PROVIDED MATERIAL START

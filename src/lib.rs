//! # mcp-conduit
//!
//! Model Context Protocol (MCP) client transports, request correlation and a
//! minimal server, built on tokio and [Tower](https://docs.rs/tower).
//!
//! The client side moves JSON-RPC 2.0 messages over a [`Transport`]
//! (a spawned child process, HTTP, or legacy SSE), matches responses to
//! requests by id, and runs the `initialize` handshake. The server side is a
//! tower [`Service`](tower_service::Service) that the stdio loop and the axum
//! HTTP endpoint can serve, with sessions tracked in a [`SessionRegistry`].
//!
//! ## Quick Start: Client
//!
//! ```rust,no_run
//! use mcp_conduit::{ClientConfig, McpClient};
//! use mcp_conduit::transport::ChildProcessTransport;
//! use std::time::Duration;
//!
//! #[tokio::main]
//! async fn main() -> mcp_conduit::Result<()> {
//!     let transport = ChildProcessTransport::new("my-mcp-server");
//!     let config = ClientConfig::default().request_timeout(Duration::from_secs(10));
//!     let mut client = McpClient::connect(transport, config).await?;
//!
//!     let server = client.initialize().await?;
//!     println!("Negotiated {}", server.protocol_version);
//!
//!     let tools = client.list_tools().await?;
//!     println!("{tools}");
//!
//!     client.close().await;
//!     Ok(())
//! }
//! ```
//!
//! ## Quick Start: Server
//!
//! ```rust,no_run
//! use mcp_conduit::{McpServer, McpTracingLayer};
//! use mcp_conduit::transport::StdioTransport;
//! use serde_json::json;
//! use tower::ServiceBuilder;
//!
//! #[tokio::main]
//! async fn main() -> mcp_conduit::Result<()> {
//!     let server = McpServer::new("my-server", "1.0.0")
//!         .method("echo", |params| async move { Ok(params.unwrap_or(json!({}))) });
//!
//!     let service = ServiceBuilder::new()
//!         .layer(McpTracingLayer::new())
//!         .service(server);
//!
//!     StdioTransport::new(service).run().await
//! }
//! ```
//!
//! ## Errors
//!
//! Every failure is an [`Error`]. Callers that refresh credentials can branch
//! on [`Error::is_retryable`]; a version disagreement surfaces as
//! [`Error::VersionMismatch`] and a dead channel as [`Error::Connection`].
//!
//! ## Features
//!
//! - `childproc` (default): [`ChildProcessTransport`](transport::ChildProcessTransport)
//! - `http` (default): [`HttpClientTransport`](transport::HttpClientTransport) and
//!   [`SseTransport`](transport::SseTransport)
//! - `http-server`: [`HttpTransport`](transport::HttpTransport), an axum endpoint

pub mod batch;
pub mod client;
pub mod codec;
pub mod config;
pub mod correlator;
pub mod error;
pub mod handshake;
pub mod jsonrpc;
pub mod protocol;
pub mod server;
pub mod session;
pub mod tracing_layer;
pub mod transport;

pub use batch::BatchProcessor;
pub use client::{ClientConfig, ClientHandle, McpClient};
pub use codec::Frame;
pub use config::{ServerEntry, ServersConfig};
pub use correlator::Correlator;
pub use error::{BoxError, Error, ErrorCode, JsonRpcError, Result};
pub use handshake::{InitializeState, Initializer};
pub use jsonrpc::{JsonRpcLayer, JsonRpcService};
pub use protocol::{
    Implementation, InitializeParams, InitializeResult, JsonRpcMessage, LATEST_PROTOCOL_VERSION,
    MessageKind, ProtocolVersion, RequestId, SUPPORTED_PROTOCOL_VERSIONS, negotiate,
};
pub use server::{McpServer, ServerRequest, ServerResponse};
pub use session::{SessionInfo, SessionRegistry};
pub use tracing_layer::McpTracingLayer;
pub use transport::{Transport, TransportState, TransportStreams};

PROVIDED MATERIAL END

EXERCISE BRIEF: Reproduce only the lines running from the one with "pub mod error;" through the final line of the listing above, both ends included.

THE COMPLETED TASK:
pub mod error;
pub mod handshake;
pub mod jsonrpc;
pub mod protocol;
pub mod server;
pub mod session;
pub mod tracing_layer;
pub mod transport;

pub use batch::BatchProcessor;
pub use client::{ClientConfig, ClientHandle, McpClient};
pub use codec::Frame;
pub use config::{ServerEntry, ServersConfig};
pub use correlator::Correlator;
pub use error::{BoxError, Error, ErrorCode, JsonRpcError, Result};
pub use handshake::{InitializeState, Initializer};
pub use jsonrpc::{JsonRpcLayer, JsonRpcService};
pub use protocol::{
    Implementation, InitializeParams, InitializeResult, JsonRpcMessage, LATEST_PROTOCOL_VERSION,
    MessageKind, ProtocolVersion, RequestId, SUPPORTED_PROTOCOL_VERSIONS, negotiate,
};
pub use server::{McpServer, ServerRequest, ServerResponse};
pub use session::{SessionInfo, SessionRegistry};
pub use tracing_layer::McpTracingLayer;
pub use transport::{Transport, TransportState, TransportStreams};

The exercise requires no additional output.